Task prompt |
Tally the lines of the data below that contain the string "OpenAI". Give the tally and nothing else.

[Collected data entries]

________________

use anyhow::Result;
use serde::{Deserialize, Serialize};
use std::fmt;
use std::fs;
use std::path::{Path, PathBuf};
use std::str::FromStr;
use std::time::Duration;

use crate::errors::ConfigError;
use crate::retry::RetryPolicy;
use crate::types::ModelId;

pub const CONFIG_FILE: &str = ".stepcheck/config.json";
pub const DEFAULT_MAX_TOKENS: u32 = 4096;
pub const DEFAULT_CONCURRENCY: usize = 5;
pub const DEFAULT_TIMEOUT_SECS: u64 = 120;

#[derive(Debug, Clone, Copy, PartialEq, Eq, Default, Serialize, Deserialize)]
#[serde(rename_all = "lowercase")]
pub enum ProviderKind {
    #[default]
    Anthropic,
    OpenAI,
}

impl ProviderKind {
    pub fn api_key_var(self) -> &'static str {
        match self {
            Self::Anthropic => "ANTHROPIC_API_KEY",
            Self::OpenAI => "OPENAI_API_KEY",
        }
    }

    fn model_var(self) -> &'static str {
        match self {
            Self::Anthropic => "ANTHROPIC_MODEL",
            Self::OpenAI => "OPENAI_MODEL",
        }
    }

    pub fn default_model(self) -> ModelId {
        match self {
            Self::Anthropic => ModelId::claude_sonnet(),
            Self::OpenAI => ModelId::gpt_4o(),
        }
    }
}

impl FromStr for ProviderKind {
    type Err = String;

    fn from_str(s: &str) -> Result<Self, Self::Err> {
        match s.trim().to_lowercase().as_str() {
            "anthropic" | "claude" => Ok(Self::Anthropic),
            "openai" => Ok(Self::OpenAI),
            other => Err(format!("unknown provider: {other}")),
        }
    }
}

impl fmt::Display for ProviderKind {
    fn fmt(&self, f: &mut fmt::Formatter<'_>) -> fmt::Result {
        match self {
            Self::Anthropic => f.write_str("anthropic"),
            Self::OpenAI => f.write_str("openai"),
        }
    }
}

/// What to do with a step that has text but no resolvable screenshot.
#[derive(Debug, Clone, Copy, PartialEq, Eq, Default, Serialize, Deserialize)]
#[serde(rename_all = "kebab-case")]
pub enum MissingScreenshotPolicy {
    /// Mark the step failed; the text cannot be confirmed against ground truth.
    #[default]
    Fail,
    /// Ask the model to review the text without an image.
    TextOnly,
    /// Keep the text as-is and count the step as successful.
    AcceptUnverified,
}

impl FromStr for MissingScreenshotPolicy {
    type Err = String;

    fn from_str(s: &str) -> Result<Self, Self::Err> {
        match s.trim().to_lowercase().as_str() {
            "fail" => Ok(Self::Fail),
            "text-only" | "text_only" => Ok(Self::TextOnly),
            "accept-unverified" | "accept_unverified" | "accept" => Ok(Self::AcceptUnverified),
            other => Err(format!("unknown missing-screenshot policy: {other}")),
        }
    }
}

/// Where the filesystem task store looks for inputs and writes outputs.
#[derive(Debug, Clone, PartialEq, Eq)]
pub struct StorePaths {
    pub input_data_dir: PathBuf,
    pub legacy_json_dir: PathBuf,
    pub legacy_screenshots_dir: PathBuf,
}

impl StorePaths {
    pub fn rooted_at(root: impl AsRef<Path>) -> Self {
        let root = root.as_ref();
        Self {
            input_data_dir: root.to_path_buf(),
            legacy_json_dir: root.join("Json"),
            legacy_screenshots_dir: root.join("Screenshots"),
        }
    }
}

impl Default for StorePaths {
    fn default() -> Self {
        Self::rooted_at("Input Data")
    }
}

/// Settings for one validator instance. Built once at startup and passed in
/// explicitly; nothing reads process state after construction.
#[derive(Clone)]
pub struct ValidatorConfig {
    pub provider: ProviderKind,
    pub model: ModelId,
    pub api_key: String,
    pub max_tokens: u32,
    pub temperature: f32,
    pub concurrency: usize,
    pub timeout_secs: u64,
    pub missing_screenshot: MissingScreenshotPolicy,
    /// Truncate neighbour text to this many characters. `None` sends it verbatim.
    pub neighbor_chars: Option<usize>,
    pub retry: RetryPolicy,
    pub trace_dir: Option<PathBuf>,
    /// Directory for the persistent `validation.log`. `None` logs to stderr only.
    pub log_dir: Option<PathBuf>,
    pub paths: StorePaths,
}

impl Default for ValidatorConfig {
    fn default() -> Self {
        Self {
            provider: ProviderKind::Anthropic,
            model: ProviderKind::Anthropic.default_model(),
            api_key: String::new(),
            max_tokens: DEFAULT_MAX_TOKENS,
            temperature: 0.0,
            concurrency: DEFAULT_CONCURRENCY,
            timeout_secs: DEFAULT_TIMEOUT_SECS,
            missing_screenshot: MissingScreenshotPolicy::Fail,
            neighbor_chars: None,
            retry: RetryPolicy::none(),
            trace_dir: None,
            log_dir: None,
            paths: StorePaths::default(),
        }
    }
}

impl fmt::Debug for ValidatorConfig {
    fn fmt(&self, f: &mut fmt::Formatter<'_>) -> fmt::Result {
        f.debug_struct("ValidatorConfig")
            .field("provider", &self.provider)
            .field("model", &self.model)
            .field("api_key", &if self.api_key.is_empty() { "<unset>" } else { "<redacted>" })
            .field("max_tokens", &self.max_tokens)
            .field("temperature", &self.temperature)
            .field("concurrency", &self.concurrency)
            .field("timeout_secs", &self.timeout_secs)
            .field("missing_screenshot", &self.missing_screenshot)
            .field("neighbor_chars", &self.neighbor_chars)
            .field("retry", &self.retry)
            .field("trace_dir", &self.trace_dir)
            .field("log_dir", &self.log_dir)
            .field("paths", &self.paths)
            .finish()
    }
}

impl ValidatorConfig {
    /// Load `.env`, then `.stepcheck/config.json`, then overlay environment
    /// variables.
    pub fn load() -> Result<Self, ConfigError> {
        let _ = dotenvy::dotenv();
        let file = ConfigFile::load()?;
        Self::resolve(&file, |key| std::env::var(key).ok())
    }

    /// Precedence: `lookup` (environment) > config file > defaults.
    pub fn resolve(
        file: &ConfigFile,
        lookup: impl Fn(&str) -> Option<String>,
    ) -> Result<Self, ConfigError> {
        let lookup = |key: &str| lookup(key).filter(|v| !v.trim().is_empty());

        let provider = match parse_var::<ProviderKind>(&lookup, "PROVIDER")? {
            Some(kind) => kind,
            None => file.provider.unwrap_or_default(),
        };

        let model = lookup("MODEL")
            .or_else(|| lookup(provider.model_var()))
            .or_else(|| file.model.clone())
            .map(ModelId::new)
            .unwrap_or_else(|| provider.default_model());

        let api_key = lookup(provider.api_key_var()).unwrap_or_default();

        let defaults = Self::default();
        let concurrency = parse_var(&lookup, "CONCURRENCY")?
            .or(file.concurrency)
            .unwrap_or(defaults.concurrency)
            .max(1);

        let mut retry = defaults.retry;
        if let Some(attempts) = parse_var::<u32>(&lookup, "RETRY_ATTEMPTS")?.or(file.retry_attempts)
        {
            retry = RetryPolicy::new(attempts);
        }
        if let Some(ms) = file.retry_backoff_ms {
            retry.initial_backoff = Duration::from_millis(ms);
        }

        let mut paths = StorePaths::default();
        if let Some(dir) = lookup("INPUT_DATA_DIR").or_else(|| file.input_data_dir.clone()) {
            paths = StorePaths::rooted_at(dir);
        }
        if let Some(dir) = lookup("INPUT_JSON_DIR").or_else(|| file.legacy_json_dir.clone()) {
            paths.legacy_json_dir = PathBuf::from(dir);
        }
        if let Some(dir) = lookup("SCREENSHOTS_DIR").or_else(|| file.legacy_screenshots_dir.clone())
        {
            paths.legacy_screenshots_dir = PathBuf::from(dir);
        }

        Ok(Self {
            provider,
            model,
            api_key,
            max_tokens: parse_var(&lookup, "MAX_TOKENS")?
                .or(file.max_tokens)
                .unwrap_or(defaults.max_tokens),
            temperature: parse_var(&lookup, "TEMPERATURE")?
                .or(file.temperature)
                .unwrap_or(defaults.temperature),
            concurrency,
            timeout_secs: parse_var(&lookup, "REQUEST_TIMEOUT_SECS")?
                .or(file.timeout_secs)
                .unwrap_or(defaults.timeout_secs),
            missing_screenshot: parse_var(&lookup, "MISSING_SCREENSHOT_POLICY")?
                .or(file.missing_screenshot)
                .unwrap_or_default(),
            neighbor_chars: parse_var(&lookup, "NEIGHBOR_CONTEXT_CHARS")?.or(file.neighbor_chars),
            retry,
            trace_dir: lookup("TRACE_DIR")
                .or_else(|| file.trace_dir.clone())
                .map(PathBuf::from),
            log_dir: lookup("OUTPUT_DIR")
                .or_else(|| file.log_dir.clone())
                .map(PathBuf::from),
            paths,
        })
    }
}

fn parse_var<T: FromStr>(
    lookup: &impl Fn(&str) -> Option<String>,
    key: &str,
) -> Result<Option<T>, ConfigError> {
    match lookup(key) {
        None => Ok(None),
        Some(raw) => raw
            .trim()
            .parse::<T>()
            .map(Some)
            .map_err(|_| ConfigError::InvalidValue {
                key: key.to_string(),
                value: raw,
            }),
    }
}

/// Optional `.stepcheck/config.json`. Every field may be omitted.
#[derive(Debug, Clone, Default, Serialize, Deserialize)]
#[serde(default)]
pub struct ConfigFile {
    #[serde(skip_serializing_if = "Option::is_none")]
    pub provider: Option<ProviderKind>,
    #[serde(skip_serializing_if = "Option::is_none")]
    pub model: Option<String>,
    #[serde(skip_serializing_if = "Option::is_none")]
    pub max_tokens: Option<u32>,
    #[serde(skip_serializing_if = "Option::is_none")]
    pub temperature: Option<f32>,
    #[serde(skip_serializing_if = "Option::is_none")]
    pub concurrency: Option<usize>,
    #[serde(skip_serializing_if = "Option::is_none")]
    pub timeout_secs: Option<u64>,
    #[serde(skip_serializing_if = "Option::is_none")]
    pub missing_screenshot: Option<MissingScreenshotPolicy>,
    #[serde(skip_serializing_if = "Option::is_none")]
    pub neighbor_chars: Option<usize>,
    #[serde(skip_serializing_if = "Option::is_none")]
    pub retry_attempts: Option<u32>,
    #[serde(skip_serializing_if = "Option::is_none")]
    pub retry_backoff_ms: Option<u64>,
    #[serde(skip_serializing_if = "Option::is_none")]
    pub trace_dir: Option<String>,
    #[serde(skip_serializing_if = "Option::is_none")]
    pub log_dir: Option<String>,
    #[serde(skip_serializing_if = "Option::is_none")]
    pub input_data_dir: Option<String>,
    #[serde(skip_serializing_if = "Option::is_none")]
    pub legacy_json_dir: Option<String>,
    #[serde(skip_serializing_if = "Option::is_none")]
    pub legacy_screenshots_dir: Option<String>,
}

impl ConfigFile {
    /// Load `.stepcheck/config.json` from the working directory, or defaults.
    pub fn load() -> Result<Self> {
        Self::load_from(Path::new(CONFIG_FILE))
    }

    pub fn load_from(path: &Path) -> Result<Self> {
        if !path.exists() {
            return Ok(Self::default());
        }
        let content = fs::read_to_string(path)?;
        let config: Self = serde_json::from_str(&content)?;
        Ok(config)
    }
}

________________

Answer space |
6